WORK INSTRUCTIONS | Across the entries below, tally every line that holds the string "items" and reply with the number only.
BEGIN MATERIAL FOR THIS TASK
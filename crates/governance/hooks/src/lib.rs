//! # governance-hooks
//!
//! Attaches governance to a host's agent lifecycle. The host supplies a
//! [`HookManager`]; [`ConstitutionalHooks::register_hooks`] wires the
//! eight governance handlers into it.

#![deny(unsafe_code)]
#![warn(rust_2018_idioms)]

mod constitutional;
mod error;
mod registry;

pub use constitutional::ConstitutionalHooks;
pub use error::{HookError, HookResult};
pub use registry::{
    HookEvent, HookHandler, HookManager, HookOutcome, HookPayload, InMemoryHookManager,
    MemoryOperation,
};
//! Versioned JSON schemas for scorecards and trust lineage records.
//!
//! Both record kinds are validated before they are signed and again before
//! they are persisted. Validation collects every violation rather than
//! stopping at the first one.

use crate::contract::InteroperabilityProtocol;
use crate::error::{SchemaError, SchemaResult};
use crate::identity::GovernanceIdentity;
use crate::lineage::{TrustLineageRecord, LINEAGE_SCHEMA_VERSION};
use crate::scorecard::{Scorecard, SCORECARD_SCHEMA_VERSION};
use serde::Serialize;
use serde_json::{json, Value};

/// JSON schema for [`Scorecard`].
pub fn scorecard_schema() -> Value {
    json!({
        "$schema": "http://json-schema.org/draft-07/schema#",
        "$id": format!("governance/scorecard/{}", SCORECARD_SCHEMA_VERSION),
        "type": "object",
        "required": [
            "schema_version", "agent_id", "scorecard_id", "timestamp",
            "governance_identity", "trust_score", "reflection_compliance",
            "belief_trace_integrity", "violation_history", "warning_state",
            "cryptographic_proof"
        ],
        "properties": {
            "schema_version": { "const": SCORECARD_SCHEMA_VERSION },
            "agent_id": { "type": "string", "minLength": 1 },
            "scorecard_id": { "type": "string", "minLength": 1 },
            "timestamp": { "type": "string", "minLength": 1 },
            "governance_identity": governance_identity_schema(),
            "trust_score": { "type": ["number", "null"], "minimum": 0, "maximum": 1 },
            "reflection_compliance": {
                "type": "object",
                "required": ["percentage", "total", "compliant"],
                "properties": {
                    "percentage": { "type": "number", "minimum": 0, "maximum": 100 },
                    "total": { "type": "integer", "minimum": 0 },
                    "compliant": { "type": "integer", "minimum": 0 }
                }
            },
            "belief_trace_integrity": {
                "type": "object",
                "required": ["percentage", "total", "verified"],
                "properties": {
                    "percentage": { "type": "number", "minimum": 0, "maximum": 100 },
                    "total": { "type": "integer", "minimum": 0 },
                    "verified": { "type": "integer", "minimum": 0 }
                }
            },
            "violation_history": {
                "type": "object",
                "required": ["count", "categories", "recent"],
                "properties": {
                    "count": { "type": "integer", "minimum": 0 },
                    "categories": { "type": "object" },
                    "recent": { "type": "array" }
                }
            },
            "warning_state": {
                "type": "object",
                "required": ["has_warning", "level"],
                "properties": {
                    "has_warning": { "type": "boolean" },
                    "level": { "enum": ["none", "caution", "warning", "severe"] }
                }
            },
            "cryptographic_proof": proof_schema()
        }
    })
}

/// JSON schema for [`TrustLineageRecord`].
pub fn lineage_schema() -> Value {
    let party = json!({
        "type": "object",
        "required": ["id", "governance_framework"],
        "properties": {
            "id": { "type": "string", "minLength": 1 },
            "governance_framework": {
                "enum": ["promethios", "external", "external_verified", "unknown"]
            },
            "trust_score": { "type": ["number", "null"], "minimum": 0, "maximum": 1 }
        }
    });
    json!({
        "$schema": "http://json-schema.org/draft-07/schema#",
        "$id": format!("governance/trust-lineage/{}", LINEAGE_SCHEMA_VERSION),
        "type": "object",
        "required": [
            "schema_version", "lineage_id", "source_agent", "target_agent",
            "timestamp", "trust_context", "trust_metrics", "cryptographic_proof"
        ],
        "properties": {
            "schema_version": { "const": LINEAGE_SCHEMA_VERSION },
            "lineage_id": { "type": "string", "minLength": 1 },
            "source_agent": party.clone(),
            "target_agent": party,
            "timestamp": { "type": "string", "minLength": 1 },
            "trust_context": {
                "type": "object",
                "required": ["domain", "scope"],
                "properties": {
                    "domain": { "type": "string", "minLength": 1 },
                    "scope": { "type": "array", "items": { "type": "string" } }
                }
            },
            "trust_metrics": {
                "type": "object",
                "required": ["delegation_score"],
                "properties": {
                    "delegation_score": { "type": "number", "minimum": 0, "maximum": 1 }
                }
            },
            "cryptographic_proof": proof_schema()
        }
    })
}

/// JSON schema for a [`GovernanceIdentity`], embedded in scorecards and contracts.
pub fn governance_identity_schema() -> Value {
    json!({
        "type": "object",
        "required": [
            "agent_id", "governance_framework", "constitution_hash",
            "compliance_level", "memory_integrity", "fallback_strategy"
        ],
        "properties": {
            "agent_id": { "type": "string", "minLength": 1 },
            "governance_framework": {
                "enum": ["promethios", "external", "external_verified", "unknown"]
            },
            "constitution_hash": { "type": "string" },
            "compliance_level": { "enum": ["minimal", "standard", "strict", "custom"] },
            "fallback_strategy": {
                "enum": ["reject", "log-and-restrict", "log-and-proceed"]
            }
        }
    })
}

/// JSON schema for an [`InteroperabilityProtocol`] block.
pub fn interoperability_protocol_schema() -> Value {
    json!({
        "type": "object",
        "required": [
            "protocol_version", "governance_negotiation_enabled", "default_protocol",
            "trust_verification_method", "handshake_timeout_ms", "required_metadata_fields",
            "trust_decay_policy", "interaction_logging", "fallback_protocols"
        ],
        "properties": {
            "protocol_version": { "type": "string", "pattern": "^[0-9]+\\.[0-9]+\\.[0-9]+$" },
            "governance_negotiation_enabled": { "type": "boolean" },
            "default_protocol": { "type": "string", "minLength": 1 },
            "trust_verification_method": {
                "enum": ["cryptographic_signature", "shared_secret", "none"]
            },
            "handshake_timeout_ms": { "type": "integer", "minimum": 1 },
            "required_metadata_fields": { "type": "array", "items": { "type": "string" } },
            "trust_decay_policy": {
                "type": "object",
                "required": ["strategy", "half_life_hours", "minimum_trust"],
                "properties": {
                    "strategy": { "enum": ["none", "linear", "exponential"] },
                    "half_life_hours": { "type": "integer", "minimum": 0 },
                    "minimum_trust": { "type": "number", "minimum": 0, "maximum": 1 }
                }
            },
            "interaction_logging": { "type": "boolean" },
            "fallback_protocols": { "type": "array", "items": { "type": "string" } }
        }
    })
}

fn proof_schema() -> Value {
    json!({
        "type": "object",
        "required": ["algorithm"],
        "properties": {
            "algorithm": { "type": "string", "minLength": 1 },
            "signature": { "type": ["string", "null"] },
            "public_key_id": { "type": ["string", "null"] },
            "merkle_root": { "type": ["string", "null"] }
        }
    })
}

/// Validate a scorecard against [`scorecard_schema`].
pub fn validate_scorecard(scorecard: &Scorecard) -> SchemaResult<()> {
    let mut violations = validate_against("scorecard", &scorecard_schema(), scorecard)?;
    if scorecard.reflection_compliance.compliant > scorecard.reflection_compliance.total {
        violations.push("reflection_compliance.compliant exceeds total".to_string());
    }
    if scorecard.belief_trace_integrity.verified > scorecard.belief_trace_integrity.total {
        violations.push("belief_trace_integrity.verified exceeds total".to_string());
    }
    if scorecard.governance_identity.agent_id != scorecard.agent_id {
        violations.push("governance_identity.agent_id does not match agent_id".to_string());
    }
    finish("scorecard", violations)
}

/// Validate a lineage record against [`lineage_schema`].
pub fn validate_lineage(record: &TrustLineageRecord) -> SchemaResult<()> {
    let mut violations = validate_against("trust_lineage", &lineage_schema(), record)?;
    if record.source_agent.id == record.target_agent.id {
        violations.push("source_agent and target_agent must differ".to_string());
    }
    finish("trust_lineage", violations)
}

/// Validate a governance identity on its own.
pub fn validate_governance_identity(identity: &GovernanceIdentity) -> SchemaResult<()> {
    let violations =
        validate_against("governance_identity", &governance_identity_schema(), identity)?;
    finish("governance_identity", violations)
}

/// Validate an interoperability protocol block on its own.
pub fn validate_interoperability_protocol(protocol: &InteroperabilityProtocol) -> SchemaResult<()> {
    let violations = validate_against(
        "interoperability_protocol",
        &interoperability_protocol_schema(),
        protocol,
    )?;
    finish("interoperability_protocol", violations)
}

fn validate_against<T: Serialize>(
    name: &'static str,
    schema: &Value,
    instance: &T,
) -> SchemaResult<Vec<String>> {
    let instance =
        serde_json::to_value(instance).map_err(|e| SchemaError::Serialization(e.to_string()))?;
    let validator = jsonschema::validator_for(schema)
        .map_err(|e| SchemaError::Compile(format!("{}: {}", name, e)))?;
    Ok(validator
        .iter_errors(&instance)
        .map(|error| error.to_string())
        .collect())
}

fn finish(schema: &'static str, violations: Vec<String>) -> SchemaResult<()> {
    if violations.is_empty() {
        Ok(())
    } else {
        Err(SchemaError::Invalid { schema, violations })
    }
}

#[cfg(test)]
mod tests {
    use super::*;
    use crate::agent::AgentId;
    use crate::identity::*;
    use crate::lineage::*;
    use crate::scorecard::*;
    use chrono::{Duration, Utc};

    fn identity(agent: &str) -> GovernanceIdentity {
        let now = Utc::now();
        GovernanceIdentity {
            agent_id: AgentId::new(agent),
            governance_framework: GovernanceFramework::Promethios,
            constitution_hash: "c0ffee".into(),
            compliance_level: ComplianceLevel::Strict,
            memory_integrity: MemoryIntegrity::none(),
            trust_requirements: TrustRequirements::permissive(),
            confidence_modifiers: ConfidenceModifiers::default(),
            fallback_strategy: FallbackStrategy::Reject,
            governance_proof: GovernanceProof {
                signed_by: "test".into(),
                signature: "00".into(),
                timestamp: now,
                valid_until: now + Duration::days(1),
            },
        }
    }

    fn scorecard(trust_score: Option<f64>) -> Scorecard {
        Scorecard {
            schema_version: SCORECARD_SCHEMA_VERSION.into(),
            agent_id: AgentId::new("alpha"),
            scorecard_id: "sc-1".into(),
            timestamp: Utc::now(),
            governance_identity: identity("alpha"),
            trust_score,
            reflection_compliance: ReflectionCompliance::default(),
            belief_trace_integrity: BeliefTraceIntegrity::default(),
            violation_history: ViolationHistory::default(),
            warning_state: WarningState::none(),
            cryptographic_proof: CryptographicProof::unsigned(),
        }
    }

    #[test]
    fn valid_scorecard_passes() {
        assert!(validate_scorecard(&scorecard(Some(0.9))).is_ok());
        assert!(validate_scorecard(&scorecard(None)).is_ok());
    }

    #[test]
    fn out_of_range_trust_score_is_rejected() {
        let err = validate_scorecard(&scorecard(Some(1.5))).unwrap_err();
        assert!(!err.violations().is_empty());
    }

    #[test]
    fn every_violation_is_enumerated() {
        let mut sc = scorecard(Some(-0.1));
        sc.scorecard_id = String::new();
        sc.reflection_compliance = ReflectionCompliance {
            percentage: 50.0,
            total: 1,
            compliant: 2,
        };
        let err = validate_scorecard(&sc).unwrap_err();
        assert!(err.violations().len() >= 3);
    }

    #[test]
    fn identity_must_belong_to_scorecard_agent() {
        let mut sc = scorecard(Some(0.5));
        sc.governance_identity = identity("someone-else");
        let err = validate_scorecard(&sc).unwrap_err();
        assert!(err.to_string().contains("does not match"));
    }

    #[test]
    fn default_protocol_is_valid() {
        assert!(validate_interoperability_protocol(&InteroperabilityProtocol::default()).is_ok());

        let mut protocol = InteroperabilityProtocol::default();
        protocol.protocol_version = "one".into();
        protocol.handshake_timeout_ms = 0;
        let err = validate_interoperability_protocol(&protocol).unwrap_err();
        assert_eq!(err.violations().len(), 2);
    }

    #[test]
    fn identity_requires_known_framework() {
        assert!(validate_governance_identity(&identity("alpha")).is_ok());
        let mut value = serde_json::to_value(identity("alpha")).unwrap();
        value["governance_framework"] = json!("rogue");
        assert!(serde_json::from_value::<GovernanceIdentity>(value).is_err());
    }

    #[test]
    fn self_delegation_is_rejected() {
        let party = LineageParty {
            id: AgentId::new("alpha"),
            governance_framework: GovernanceFramework::Promethios,
            trust_score: Some(0.9),
            scorecard_id: None,
        };
        let record = TrustLineageRecord {
            schema_version: LINEAGE_SCHEMA_VERSION.into(),
            lineage_id: "lin-1".into(),
            source_agent: party.clone(),
            target_agent: party,
            timestamp: Utc::now(),
            trust_context: TrustContext::default(),
            trust_metrics: TrustMetrics {
                delegation_score: 0.8,
            },
            cryptographic_proof: CryptographicProof::unsigned(),
        };
        let err = validate_lineage(&record).unwrap_err();
        assert!(err.to_string().contains("must differ"));
    }
}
END MATERIAL FOR THIS TASK
RESPONSE AREA | 3